Ma poi arriva Poesia numero 1. E si parte dalla prossimità remota di sapori e di amori, arrivati prima ancora di noi stessi. Finché (presto) si affaccia il presente, un presente con mille radici: “Ho un piccolo albero piantato nel mio petto”. Mentre la sbieca concorrenza di un insinuante condizionale ha il compito di far sussultare i versi con le scosse telluriche del dubbio, di ciò che avrebbe potuto essere e di ciò che potrebbe essere se (appunto) ci sarà un tempo per ogni cosa.
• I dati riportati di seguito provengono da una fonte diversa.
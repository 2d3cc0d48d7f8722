use crate::error::{DrillError, Result};
use indexmap::IndexMap;
use std::hash::Hash;
use tracing::debug;

#[derive(Debug, Clone, Copy, Default, PartialEq, Eq)]
pub struct CacheStats {
    pub hits: u64,
    pub misses: u64,
}

impl CacheStats {
    pub fn hit_rate(&self) -> f64 {
        let total = self.hits + self.misses;
        if total == 0 {
            0.0
        } else {
            self.hits as f64 / total as f64
        }
    }
}

/// Access-ordered cache. Entries sit in an `IndexMap` from least to most
/// recently used; the front entry is evicted once `len() > capacity`.
#[derive(Debug)]
pub struct LruCache<K, V> {
    capacity: usize,
    entries: IndexMap<K, V>,
    stats: CacheStats,
}

impl<K: Hash + Eq, V> LruCache<K, V> {
    pub fn new(capacity: usize) -> Result<Self> {
        if capacity == 0 {
            return Err(DrillError::InvalidCapacity { capacity });
        }
        Ok(Self {
            capacity,
            entries: IndexMap::with_capacity(capacity + 1),
            stats: CacheStats::default(),
        })
    }

    /// Looks up `key` and marks it most recently used.
    pub fn get(&mut self, key: &K) -> Option<&V> {
        match self.entries.shift_remove_entry(key) {
            Some((k, v)) => {
                self.stats.hits += 1;
                let (idx, _) = self.entries.insert_full(k, v);
                self.entries.get_index(idx).map(|(_, v)| v)
            }
            None => {
                self.stats.misses += 1;
                None
            }
        }
    }

    /// Looks up `key` without touching recency or stats.
    pub fn peek(&self, key: &K) -> Option<&V> {
        self.entries.get(key)
    }

    /// Inserts or updates `key` as most recently used. Returns the evicted
    /// entry when the insert pushed the cache over capacity.
    pub fn put(&mut self, key: K, value: V) -> Option<(K, V)> {
        self.entries.shift_remove(&key);
        self.entries.insert(key, value);

        if self.entries.len() > self.capacity {
            let evicted = self.entries.shift_remove_index(0);
            debug!(capacity = self.capacity, "evicted least recently used entry");
            evicted
        } else {
            None
        }
    }

    pub fn remove(&mut self, key: &K) -> Option<V> {
        self.entries.shift_remove(key)
    }

    pub fn contains(&self, key: &K) -> bool {
        self.entries.contains_key(key)
    }

    /// Keys from least to most recently used.
    pub fn keys(&self) -> impl Iterator<Item = &K> {
        self.entries.keys()
    }

    pub fn len(&self) -> usize {
        self.entries.len()
    }

    pub fn is_empty(&self) -> bool {
        self.entries.is_empty()
    }

    pub fn capacity(&self) -> usize {
        self.capacity
    }

    pub fn stats(&self) -> CacheStats {
        self.stats
    }

    pub fn clear(&mut self) {
        self.entries.clear();
    }
}

#[cfg(test)]
mod tests {
    use super::*;

    #[test]
    fn test_reference_scenario() {
        let mut cache = LruCache::new(2).unwrap();
        cache.put(1, 1);
        cache.put(2, 2);
        assert_eq!(cache.get(&1), Some(&1));
        assert_eq!(cache.put(3, 3), Some((2, 2)));
        assert_eq!(cache.keys().copied().collect::<Vec<_>>(), vec![1, 3]);
    }

    #[test]
    fn test_zero_capacity_rejected() {
        assert!(matches!(
            LruCache::<i32, i32>::new(0),
            Err(DrillError::InvalidCapacity { capacity: 0 })
        ));
    }

    #[test]
    fn test_update_refreshes_recency() {
        let mut cache = LruCache::new(2).unwrap();
        cache.put("a", 1);
        cache.put("b", 2);
        assert_eq!(cache.put("a", 10), None);
        assert_eq!(cache.len(), 2);

        // "b" is now the eldest
        assert_eq!(cache.put("c", 3), Some(("b", 2)));
        assert_eq!(cache.peek(&"a"), Some(&10));
    }

    #[test]
    fn test_peek_does_not_refresh() {
        let mut cache = LruCache::new(2).unwrap();
        cache.put(1, "one");
        cache.put(2, "two");
        assert_eq!(cache.peek(&1), Some(&"one"));
        assert_eq!(cache.put(3, "three"), Some((1, "one")));
        assert!(!cache.contains(&1));
    }

    #[test]
    fn test_stats_and_remove() {
        let mut cache = LruCache::new(3).unwrap();
        cache.put("k", 1);
        cache.get(&"k");
        cache.get(&"k");
        cache.get(&"missing");
        let stats = cache.stats();
        assert_eq!((stats.hits, stats.misses), (2, 1));
        assert!((stats.hit_rate() - 2.0 / 3.0).abs() < 1e-9);

        assert_eq!(cache.remove(&"k"), Some(1));
        assert!(cache.is_empty());
        assert_eq!(cache.remove(&"k"), None);
    }

    #[test]
    fn test_capacity_one() {
        let mut cache = LruCache::new(1).unwrap();
        cache.put(1, 'a');
        assert_eq!(cache.put(2, 'b'), Some((1, 'a')));
        assert_eq!(cache.len(), 1);
        assert_eq!(cache.capacity(), 1);
        cache.clear();
        assert!(cache.is_empty());
    }
}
Ma nelle poesie di Giovanni Nolfe niente può interrompere la reciprocità di un cammino speculare. E infatti il futuro arriva. Nel momento più promettente: alla fine del libro, nelle ultime poesie sostenute dal muscoloso tormento della speranza.
Che prima ci allarma: “Non basteranno le ore, /non basterebbe ciò che resta. /Non basta la vita. Non può bastare. /Voglio due vite, due vite almeno!”
E poi indica il varco: “In quale lato della vita/ Dimmi/ Ci metteremo in salvo? / Ascolta / Senti la fresia/ Senza la quiete della casa? / È la mia ultima anima / Che bussa alla tua porta.”
I versi di Giovanni Nolfe sono un viaggio lungo e fulmineo nel tempo di tutti e di ciascuno. Uno di quei viaggi che poi hai voglia di raccontare. Ma questi versi sanno anche suggerirci che possiamo essere tutti universali: il testo a fronte tradotto in siciliano (o viceversa?) mi ha fatto ulteriormente sorridere di piacere per questa lettura, pensando alle incontenibili cascate di parole di ogni lingua, che allagano il nostro tempo video narrato e inesorabilmente sottotitolato.